- _PROBLEM DESCRIPTION_
Between the line containing "legend_entries(&inputs.get(), &theme)" and the line containing "let border = if" lies a run of lines; give that run again exactly, with both of those lines, and nothing else from the entries below.

-- THE DATA follows --

use leptos::html::Canvas;
use leptos::*;
use std::cell::RefCell;
use std::rc::Rc;
use std::str::FromStr;
use strum::IntoEnumIterator;
use web_sys::HtmlCanvasElement;

use crate::{
    domain::{
        chart::{ChartConfig, ChartInputs, ChartSurface, ClickHandler, PointKind, StrokeStyle, legend_entries},
        logging::LogComponent,
        market_data::TradeDirection,
    },
    event_utils::{CanvasClickListener, ListenerSlot},
    infrastructure::rendering::paint_chart,
    log_error, log_info,
};

fn paint_or_log(canvas: &HtmlCanvasElement, chart: &ChartSurface) {
    if let Err(e) = paint_chart(canvas, chart) {
        log_error!(LogComponent::Presentation("EntryPointChart"), "render failed: {}", e);
    }
}

fn marker_label(kind: PointKind) -> &'static str {
    match kind {
        PointKind::Entry => "Entry",
        PointKind::StopLoss => "Stop Loss",
        PointKind::TakeProfit => "Take Profit",
    }
}

/// Candlestick chart with reference levels. Clicking inside the plot drops
/// a marker of the selected kind and reports `(price, kind)` to the host.
#[component]
pub fn EntryPointChart(
    #[prop(into)] inputs: Signal<ChartInputs>,
    #[prop(optional)] direction: Option<TradeDirection>,
    #[prop(optional)] on_point_added: Option<Callback<(f64, PointKind)>>,
    #[prop(optional)] config: Option<ChartConfig>,
) -> impl IntoView {
    let config = config.map(ChartConfig::or_default_if_invalid).unwrap_or_default();
    let theme = config.theme.clone();
    let chart = Rc::new(RefCell::new(ChartSurface::new(config.clone())));
    let listener: Rc<RefCell<ListenerSlot<CanvasClickListener>>> = Rc::new(RefCell::new(ListenerSlot::new()));
    let (point_count, set_point_count) = create_signal(0usize);
    let canvas_ref = create_node_ref::<Canvas>();

    // inputs changed: refit, rebind the click listener, repaint
    {
        let chart = chart.clone();
        let listener = listener.clone();
        create_effect(move |_| {
            let next = inputs.get();
            let Some(canvas_el) = canvas_ref.get() else {
                return;
            };
            let canvas: HtmlCanvasElement = (*canvas_el).clone();
            chart.borrow_mut().set_inputs(next);

            let redraw_canvas = canvas.clone();
            let mut handler = ClickHandler::new(chart.clone()).on_redraw(move |surface| {
                paint_or_log(&redraw_canvas, surface);
                set_point_count.set(surface.annotations().len());
            });
            if let Some(callback) = on_point_added.clone() {
                handler = handler.on_point_added(move |price, kind| callback.call((price, kind)));
            }
            listener.borrow_mut().install(CanvasClickListener::attach(&canvas, move |click| {
                handler.handle(click);
            }));

            paint_or_log(&canvas, &chart.borrow());
        });
    }

    {
        let listener = listener.clone();
        on_cleanup(move || {
            listener.borrow_mut().release();
            log_info!(LogComponent::Presentation("EntryPointChart"), "click listener released");
        });
    }

    let on_kind_change = {
        let chart = chart.clone();
        move |event: ev::Event| {
            if let Ok(kind) = PointKind::from_str(&event_target_value(&event)) {
                chart.borrow_mut().set_marker_kind(kind);
            }
        }
    };

    let on_clear = {
        let chart = chart.clone();
        move |_: ev::MouseEvent| {
            chart.borrow_mut().clear_annotations();
            set_point_count.set(0);
            if let Some(canvas_el) = canvas_ref.get_untracked() {
                paint_or_log(&canvas_el, &chart.borrow());
            }
        }
    };

    let frame_style = direction
        .map(|d| {
            let style = d.style();
            format!(
                "border: 2px solid {}; background: {}; border-radius: 8px; padding: 12px;",
                style.line_color.to_css(),
                style.fill_color.to_css()
            )
        })
        .unwrap_or_else(|| "padding: 12px;".to_string());

    view! {
        <div class="entry-point-chart" style=frame_style>
            <div class="chart-toolbar" style="display: flex; gap: 8px; align-items: center; margin-bottom: 8px;">
                {direction.map(|d| view! { <span class="direction-badge">{d.style().label}</span> })}
                <select class="marker-kind" on:change=on_kind_change>
                    {PointKind::iter()
                        .map(|kind| view! { <option value={kind.as_ref().to_string()}>{marker_label(kind)}</option> })
                        .collect_view()}
                </select>
                <button class="clear-points" on:click=on_clear>"Clear points"</button>
                <span class="point-count">{move || format!("{} points", point_count.get())}</span>
            </div>
            <canvas
                node_ref=canvas_ref
                width={config.width.to_string()}
                height={config.height.to_string()}
                style="cursor: crosshair; max-width: 100%;"
            />
            <div class="chart-legend" style="display: flex; flex-wrap: wrap; gap: 12px; margin-top: 8px; font-size: 12px;">
                {move || {
                    legend_entries(&inputs.get(), &theme)
                        .into_iter()
                        .map(|entry| {
                            let border = if entry.style == StrokeStyle::Dashed { "dashed" } else { "solid" };
                            let swatch = format!(
                                "display: inline-block; width: 16px; border-top: 2px {} {}; margin-right: 4px;",
                                border,
                                entry.color.to_css()
                            );
                            view! {
                                <span class="legend-entry">
                                    <span class="legend-swatch" style=swatch></span>
                                    {entry.label}
                                </span>
                            }
                        })
                        .collect_view()
                }}
            </div>
        </div>
    }
}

-- THE DATA concluded --

- _RESULT OF THIS EXERCISE_
                    legend_entries(&inputs.get(), &theme)
                        .into_iter()
                        .map(|entry| {
                            let border = if entry.style == StrokeStyle::Dashed { "dashed" } else { "solid" };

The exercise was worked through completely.